The Newmarket Brickworks Chimney is associated with Brisbane Brick and Builders Supply Company Ltd, or Brisbane Brick as it was widely known. Brisbane Brick, in particular, the Newmarket brickworks, provided bricks for buildings within the University of Queensland, including residential colleges and the MLC building on the corner of George and Adelaide Streets.

The place demonstrates rare, uncommon or endangered aspects of Queensland's cultural heritage.

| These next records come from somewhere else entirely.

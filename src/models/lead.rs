//! Best-effort contact extraction from free conversation text.
//!
//! The patterns are deliberately loose: `city` matches any "in <words>" and
//! `name` runs greedily until the first non-letter. The result is a soft
//! signal for a human follow-up, not structured data.

use once_cell::sync::Lazy;
use regex::Regex;
use serde::Serialize;

use super::chat::ConversationRequest;

static NAME_RE: Lazy<Regex> = Lazy::new(|| Regex::new(r"(?i)name is ([a-zA-Z ]+)").expect("valid name pattern"));
static PHONE_RE: Lazy<Regex> = Lazy::new(|| Regex::new(r"(\+?[0-9][0-9\s\-]{7,})").expect("valid phone pattern"));
static EMAIL_RE: Lazy<Regex> =
    Lazy::new(|| Regex::new(r"(?i)[A-Z0-9._%+-]+@[A-Z0-9.-]+\.[A-Z]{2,}").expect("valid email pattern"));
static CITY_RE: Lazy<Regex> = Lazy::new(|| Regex::new(r"(?i)in ([a-zA-Z ]+)").expect("valid city pattern"));

#[derive(Serialize, Debug, Clone, Default, PartialEq, Eq)]
pub struct Lead {
    pub issue: String,
    pub name: String,
    pub phone: String,
    pub email: String,
    pub city: String,
}

impl Lead {
    pub fn from_conversation(conversation: &ConversationRequest) -> Self {
        Self::extract(conversation.joined_text())
    }

    pub fn extract(text: String) -> Self {
        let name = capture_group(&NAME_RE, &text);
        let phone = capture_group(&PHONE_RE, &text);
        let email = EMAIL_RE
            .find(&text)
            .map(|m| m.as_str().trim().to_string())
            .unwrap_or_default();
        let city = capture_group(&CITY_RE, &text);
        Self { issue: text, name, phone, email, city }
    }

    /// A lead is worth forwarding once there is some way to reach the person.
    pub fn has_contact(&self) -> bool {
        !self.phone.is_empty() || !self.email.is_empty()
    }
}

fn capture_group(re: &Regex, text: &str) -> String {
    re.captures(text)
        .and_then(|c| c.get(1))
        .map(|m| m.as_str().trim().to_string())
        .unwrap_or_default()
}

#[cfg(test)]
mod tests {
    use super::*;

    #[test]
    fn extracts_name_email_and_city() {
        let lead = Lead::extract("my name is Jane and I live in Burnaby, email jane@example.com".into());
        assert!(lead.name.starts_with("Jane"));
        assert_eq!(lead.name, "Jane and I live in Burnaby");
        assert_eq!(lead.email, "jane@example.com");
        assert_eq!(lead.city, "Burnaby");
        assert_eq!(lead.phone, "");
        assert!(lead.has_contact());
    }

    #[test]
    fn issue_is_the_full_text() {
        let text = "heat pump makes a grinding noise";
        assert_eq!(Lead::extract(text.into()).issue, text);
    }

    #[test]
    fn extracts_phone_numbers() {
        assert_eq!(Lead::extract("call me at 604-555-0199 please".into()).phone, "604-555-0199");
        assert_eq!(Lead::extract("reach me on +1 604 555 0199".into()).phone, "+1 604 555 0199");
        assert_eq!(Lead::extract("number 6045550199.".into()).phone, "6045550199");
    }

    #[test]
    fn short_digit_runs_are_not_phones() {
        let lead = Lead::extract("the unit is 12 years old and 3 meters away".into());
        assert_eq!(lead.phone, "");
        assert!(!lead.has_contact());
    }

    #[test]
    fn matching_is_case_insensitive() {
        let lead = Lead::extract("My NAME IS Bob. Write to BOB@Example.COM".into());
        assert_eq!(lead.name, "Bob");
        assert_eq!(lead.email, "BOB@Example.COM");
    }

    #[test]
    fn city_pattern_is_loose() {
        // "interested in heating" reads as a city; accepted false positive.
        let lead = Lead::extract("I am interested in heating".into());
        assert_eq!(lead.city, "heating");
    }

    #[test]
    fn nothing_found_yields_empty_fields() {
        let lead = Lead::extract("hello there".into());
        assert_eq!(
            lead,
            Lead { issue: "hello there".into(), ..Lead::default() }
        );
    }

    #[test]
    fn serializes_with_all_fields() {
        let lead = Lead::extract("email a@b.io".into());
        let json = serde_json::to_value(&lead).unwrap();
        for key in ["issue", "name", "phone", "email", "city"] {
            assert!(json.get(key).is_some(), "missing {key}");
        }
    }
}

The Newmarket Brickworks Chimney is significant as a rare, surviving example of the brick manufacturing industry in Brisbane, and Queensland, in the early part of the 20th century. At this time, brick makers often struggled for patronage in a state which, predominantly, utilised timber in building construction. In 1987, when the Newmarket Brickworks was demolished, the chimney was excluded from the demolition permit on the basis of its rarity as a remaining example in Brisbane of a load-bearing brick chimney stack.

The place is important because of its aesthetic significance.

At a height of over 50 m, clearly visible from Newmarket Road, Mina Parade and surrounding areas, the Newmarket Brickworks Chimney is significant as a well known Brisbane landmark, recognised by both local and wider communities.

The place has a strong or special association with a particular community or cultural group for social, cultural or spiritual reasons.

At a height of over 50 m, clearly visible from Newmarket Road, Mina Parade and surrounding areas, the Newmarket Brickworks Chimney is significant as a well-known Brisbane landmark, recognised by both local and wider communities.